Wilson Kipsang and Mary Keitany dominate New York City Marathon

As Kenya’s Wilson Kipsang of Kenya and Lelisa Desisa of Ethiopia ran stride for stride into the last stretch of the New York City Marathon on Sunday morning, a long run turned into an unusually personal sprint. As Desisa, the younger challenger, tried to surge ahead, his left arm pushed Kipsang’s arm away.

That turned a windy, tactical race into, well, hand-to-hand combat. And the look on Kipsang’s face said everything. He glared at Desisa. His next move was to dig into his finishing gear and sprint ahead in the final turn of the course in Central Park, a surge that sent him flying through the finish line, seven seconds ahead of Desisa. Only then did his defiance turn into a smile.

But Kipsang said he had not been motivated by anger.

“I didn’t see him because he was coming from behind,” Kipsang said. “Then I decided now to sprint because I saw the finish was very close and the speed was very high. So when he gave me more space, then I would sprint.
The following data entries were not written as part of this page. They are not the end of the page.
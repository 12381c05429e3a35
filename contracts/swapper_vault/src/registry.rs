//! Bounded depositor registry.
//!
//! A fixed-capacity arena of slots keyed by depositor address, paired with one
//! ledger entry per occupied slot.
//!
//! ## Layout
//! - `DataKey::Slot(i)` holds the depositor occupying slot `i`.
//! - `DataKey::Entry(addr)` holds that depositor's balance and slot index.
//! - `DataKey::DepositorCount` is the occupancy count. Slots `0..count` are
//!   always occupied; admission appends at `count`, release swap-removes.
//!
//! ## Invariants
//! - `count <= MaxDepositors` at all times.
//! - An entry exists iff its depositor occupies exactly one slot.
//! - Every stored balance is strictly positive.
//!
//! The cap is keyed on membership, not on call count: a depositor already in
//! the registry can always top up, even when every slot is taken.

use soroban_sdk::{Address, Env, Vec};
use swapper_errors::SwapperError;

use crate::storage;
use crate::types::{DataKey, DepositEntry};

/// Outcome of validating a deposit before any funds move.
#[derive(Clone, Debug, Eq, PartialEq)]
pub struct DepositPlan {
    /// Entry to store once the inbound transfer has succeeded.
    pub entry: DepositEntry,
    /// `true` when the depositor takes a fresh slot.
    pub admitted: bool,
}

pub fn entry(e: &Env, depositor: &Address) -> Option<DepositEntry> {
    e.storage()
        .persistent()
        .get(&DataKey::Entry(depositor.clone()))
}

pub fn contains(e: &Env, depositor: &Address) -> bool {
    e.storage()
        .persistent()
        .has(&DataKey::Entry(depositor.clone()))
}

/// Balance of `depositor`, or 0 when it holds no entry.
pub fn balance_of(e: &Env, depositor: &Address) -> i128 {
    entry(e, depositor).map(|en| en.balance).unwrap_or(0)
}

pub fn len(e: &Env) -> u32 {
    storage::get_depositor_count(e)
}

/// Current members in slot order.
pub fn members(e: &Env) -> Vec<Address> {
    let mut out = Vec::new(e);
    for slot in 0..len(e) {
        if let Some(addr) = e
            .storage()
            .persistent()
            .get::<_, Address>(&DataKey::Slot(slot))
        {
            out.push_back(addr);
        }
    }
    out
}

/// Validate a deposit of `amount` by `depositor` without writing anything.
///
/// # Errors
/// * `TooManyDepositors` if `depositor` is new and every slot is occupied.
/// * `Overflow` if the accumulated balance would not fit.
pub fn plan_deposit(
    e: &Env,
    depositor: &Address,
    amount: i128,
) -> Result<DepositPlan, SwapperError> {
    if let Some(existing) = entry(e, depositor) {
        let balance = existing
            .balance
            .checked_add(amount)
            .ok_or(SwapperError::Overflow)?;
        return Ok(DepositPlan {
            entry: DepositEntry {
                balance,
                slot: existing.slot,
            },
            admitted: false,
        });
    }

    let cap = storage::get_max_depositors(e)?;
    let count = len(e);
    if count >= cap {
        return Err(SwapperError::TooManyDepositors);
    }

    Ok(DepositPlan {
        entry: DepositEntry {
            balance: amount,
            slot: count,
        },
        admitted: true,
    })
}

/// Write a validated plan. Only call after the inbound transfer succeeded.
pub fn commit_deposit(e: &Env, depositor: &Address, plan: &DepositPlan) {
    if plan.admitted {
        let slot_key = DataKey::Slot(plan.entry.slot);
        e.storage().persistent().set(&slot_key, depositor);
        storage::extend_persistent(e, &slot_key);
        storage::set_depositor_count(e, plan.entry.slot + 1);
    }

    let entry_key = DataKey::Entry(depositor.clone());
    e.storage().persistent().set(&entry_key, &plan.entry);
    storage::extend_persistent(e, &entry_key);
}

/// Remove `depositor` from the registry and return its full balance.
///
/// The highest occupied slot is moved into the freed one so occupancy stays
/// dense and the slot is immediately available to a new depositor.
///
/// # Errors
/// * `NoDeposit` if `depositor` holds no entry.
pub fn release(e: &Env, depositor: &Address) -> Result<i128, SwapperError> {
    let freed = entry(e, depositor).ok_or(SwapperError::NoDeposit)?;
    if freed.balance <= 0 {
        return Err(SwapperError::NoDeposit);
    }

    let last = len(e).checked_sub(1).ok_or(SwapperError::NoDeposit)?;

    if freed.slot != last {
        let moved: Address = e
            .storage()
            .persistent()
            .get(&DataKey::Slot(last))
            .ok_or(SwapperError::NoDeposit)?;
        let mut moved_entry = entry(e, &moved).ok_or(SwapperError::NoDeposit)?;
        moved_entry.slot = freed.slot;

        let slot_key = DataKey::Slot(freed.slot);
        e.storage().persistent().set(&slot_key, &moved);
        storage::extend_persistent(e, &slot_key);

        let moved_key = DataKey::Entry(moved);
        e.storage().persistent().set(&moved_key, &moved_entry);
        storage::extend_persistent(e, &moved_key);
    }

    e.storage().persistent().remove(&DataKey::Slot(last));
    e.storage()
        .persistent()
        .remove(&DataKey::Entry(depositor.clone()));
    storage::set_depositor_count(e, last);

    Ok(freed.balance)
}
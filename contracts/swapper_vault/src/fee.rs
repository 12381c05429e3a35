//! Owner-controlled fee parameter.
//!
//! The fee is stored and validated only; no deposit or withdrawal reads it.

use soroban_sdk::{Address, Env};
use swapper_errors::SwapperError;

use crate::{events, storage};

pub fn validate_fee(fee: u128) -> Result<(), SwapperError> {
    if fee == 0 {
        return Err(SwapperError::InvalidFee);
    }
    Ok(())
}

fn require_owner(e: &Env, caller: &Address) -> Result<(), SwapperError> {
    caller.require_auth();
    let owner = storage::get_owner(e)?;
    if owner != *caller {
        return Err(SwapperError::NotOwner);
    }
    Ok(())
}

/// Replace the stored fee with `new_fee`. Returns the previous fee.
///
/// Ownership is checked before the value, so a non-owner always sees `NotOwner`.
pub fn change_current_fee(
    e: &Env,
    caller: &Address,
    new_fee: u128,
) -> Result<u128, SwapperError> {
    require_owner(e, caller)?;
    validate_fee(new_fee)?;

    let old_fee = storage::get_fee(e)?;
    storage::set_fee(e, new_fee);
    events::emit_fee_changed(e, old_fee, new_fee);
    Ok(old_fee)
}
//! Document assembly: base template, operation objects, null stripping.

pub mod generate;
pub mod nulls;
pub mod operation;
pub mod template;

pub use generate::generate;
pub use nulls::strip_nulls;
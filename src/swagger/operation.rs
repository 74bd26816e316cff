//! Operation objects: the per-method entry under a path.

use crate::events::EventDef;
use serde_json::{Value, json};
use tracing::debug;

/// Build the operation object for one event. Absent fields materialize as
/// null here; the null-strip pass removes them before the document is
/// serialized.
pub fn build(raw_key: &str, def: &EventDef) -> Value {
    if def.body.is_some() && def.nested_body().is_some() {
        debug!(event = raw_key, "top-level body shadows data.schema.body");
    }
    if (def.parameters.is_some() || def.params.is_some()) && def.nested_params().is_some() {
        debug!(event = raw_key, "top-level parameters shadow data.schema.params");
    }

    json!({
        "summary": def.summary,
        "description": def.description,
        "requestBody": def.request_body(),
        "parameters": def.request_parameters(),
        "responses": def.responses,
    })
}

#[cfg(test)]
mod tests {
    use super::*;
    use pretty_assertions::assert_eq;

    #[test]
    fn absent_fields_come_out_null() {
        let def: EventDef = serde_json::from_value(json!({"summary": "s"})).unwrap();
        let op = build("svc.get./x", &def);
        assert_eq!(
            op,
            json!({
                "summary": "s",
                "description": null,
                "requestBody": null,
                "parameters": null,
                "responses": null,
            })
        );
    }

    #[test]
    fn carries_all_declared_fields() {
        let def: EventDef = serde_json::from_value(json!({
            "summary": "list users",
            "description": "paginated",
            "params": [{"name": "page", "in": "query"}],
            "responses": {"200": {"description": "ok"}}
        }))
        .unwrap();

        let op = build("svc.get./users", &def);
        assert_eq!(op["summary"], json!("list users"));
        assert_eq!(op["parameters"], json!([{"name": "page", "in": "query"}]));
        assert_eq!(op["responses"]["200"]["description"], json!("ok"));
    }
}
Not only did Kipsang win in his first appearance in the New York City Marathon, in a time of 2 hours 10 minutes 59 seconds, he also captured the World Marathon Majors title with his third major marathon victory in two years.

Desisa’s second-place time was 2:11:06. Gebre Gebremariam of Ethiopia, who won this race in 2010, finished third in 2:12:13. The American Meb Keflezighi, who won in 2009, was fourth in 2:13:18. Geoffrey Mutai of Kenya, who won the last two New York City Marathons, was in the lead pack until the final miles but faded to finish sixth.

“The race was deep, strong, windy and tactical,” he said. “When it is tactical, may the best man or woman win, and he did today.”

The runners were greeted with a sunny day for the marathon, in contrast to Saturday’s rain and gloom, but it was cold and windy for the entire race. The temperatures poked into the mid-40s, and the winds were about 31 miles per hour at the start but gusted to nearly 50.

Kipsang became the first man to win the major marathons in New York, Berlin and London, race officials said.

Mary Keitany

Mary Keitany

The Women’s race was won by Mary Keitany who came in first with a time of 2:25:07 edging out her Kenyan counterpart, Jemima Sumgong by three seconds who came in second, making it one of the closest finishes in race history.